Stored entries:
----

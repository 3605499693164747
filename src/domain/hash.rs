use std::fmt::Display;

use blake3::Hash;

/// Fingerprint of a track payload.
///
/// Lets clients tell uploaded payloads apart without transferring them.
#[derive(Debug, Clone, Copy, PartialEq, Eq, Hash)]
pub struct PayloadDigest(pub Hash);

impl PayloadDigest {
    pub fn of(payload: &[u8]) -> Self {
        Self(blake3::hash(payload))
    }

    pub fn to_hex(&self) -> String {
        self.0.to_hex().to_string()
    }

    /// first 12 hex characters, enough for listings
    pub fn short(&self) -> String {
        let mut hex = self.to_hex();
        hex.truncate(12);
        hex
    }
}

impl Display for PayloadDigest {
    fn fmt(&self, f: &mut std::fmt::Formatter<'_>) -> std::fmt::Result {
        write!(f, "{}", self.0.to_hex())
    }
}

#[cfg(test)]
mod tests {
    use super::*;

    #[test]
    fn test_same_payload_same_digest() {
        assert_eq!(PayloadDigest::of(b"abc"), PayloadDigest::of(b"abc"));
        assert_ne!(PayloadDigest::of(b"abc"), PayloadDigest::of(b"abd"));
    }

    #[test]
    fn test_short_is_prefix_of_hex() {
        let digest = PayloadDigest::of(b"payload");
        let short = digest.short();

        assert_eq!(short.len(), 12);
        assert!(digest.to_hex().starts_with(&short));
        assert_eq!(digest.to_string(), digest.to_hex());
    }
}
use flate2::read::MultiGzDecoder;
use std::fs::File;
use std::io::{BufRead, BufReader};
use std::path::Path;

/// Open a text input for buffered reading, transparently decompressing it
/// when the file name ends in `.gz`.
pub fn open_text<P: AsRef<Path>>(path: P) -> std::io::Result<Box<dyn BufRead>> {
    let path = path.as_ref();
    let f = File::open(path)?;

    let is_gz = path
        .extension()
        .map(|ext| ext == "gz")
        .unwrap_or(false);

    let reader: Box<dyn BufRead> = if is_gz {
        Box::new(BufReader::new(MultiGzDecoder::new(f)))
    } else {
        Box::new(BufReader::new(f))
    };
    Ok(reader)
}

#[cfg(test)]
mod tests {
    use super::*;
    use flate2::write::GzEncoder;
    use flate2::Compression;
    use std::io::{Read, Write};

    #[test]
    fn reads_plain_and_gzipped() {
        let dir = tempfile::tempdir().unwrap();

        let plain = dir.path().join("taxDB");
        std::fs::write(&plain, "1\t1\troot\tno rank\n").unwrap();

        let gz = dir.path().join("taxDB.gz");
        let mut enc = GzEncoder::new(File::create(&gz).unwrap(), Compression::default());
        enc.write_all(b"1\t1\troot\tno rank\n").unwrap();
        enc.finish().unwrap();

        for path in [plain, gz] {
            let mut text = String::new();
            open_text(&path).unwrap().read_to_string(&mut text).unwrap();
            assert_eq!(text, "1\t1\troot\tno rank\n");
        }
    }
}
use crate::config::ViralAlignerThresholds;
use crate::filter::{passes_all, Criterion};
use crate::types::AlignmentRecord;

/// Keeps the viral aligner results that reach every threshold.
pub struct ViralAlignerFilter {
    thresholds: ViralAlignerThresholds,
}

impl ViralAlignerFilter {
    pub fn new(thresholds: ViralAlignerThresholds) -> Self {
        Self { thresholds }
    }

    pub fn thresholds(&self) -> &ViralAlignerThresholds {
        &self.thresholds
    }

    pub fn passes(&self, record: &AlignmentRecord) -> bool {
        let t = &self.thresholds;
        passes_all(&[
            Criterion::at_least("evenness_value", Some(record.evenness_value), t.evenness_value),
            Criterion::at_least("coverage_1x", Some(record.coverage_1x), t.coverage_1x),
            Criterion::at_least(
                "uniquely_mapped_reads",
                Some(record.uniquely_mapped_reads),
                t.uniquely_mapped_reads,
            ),
            Criterion::at_least(
                "mean_read_identity",
                Some(record.mean_read_identity),
                t.mean_read_identity,
            ),
            Criterion::at_least(
                "mean_alignment_length",
                Some(record.mean_alignment_length),
                t.mean_alignment_length,
            ),
        ])
    }

    /// Rows that pass, in input order.
    pub fn filter(&self, records: &[AlignmentRecord]) -> Vec<AlignmentRecord> {
        let passed: Vec<AlignmentRecord> = records
            .iter()
            .filter(|r| self.passes(r))
            .cloned()
            .collect();
        log::info!(
            "Viral aligner: {} of {} taxa passed the filters",
            passed.len(),
            records.len()
        );
        passed
    }
}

----

» **Problem to solve**:
Across the records above, show each line containing the word "PayloadDigest".

» **Solved problem**:
pub struct PayloadDigest(pub Hash);
impl PayloadDigest {
impl Display for PayloadDigest {
        assert_eq!(PayloadDigest::of(b"abc"), PayloadDigest::of(b"abc"));
        assert_ne!(PayloadDigest::of(b"abc"), PayloadDigest::of(b"abd"));
        let digest = PayloadDigest::of(b"payload");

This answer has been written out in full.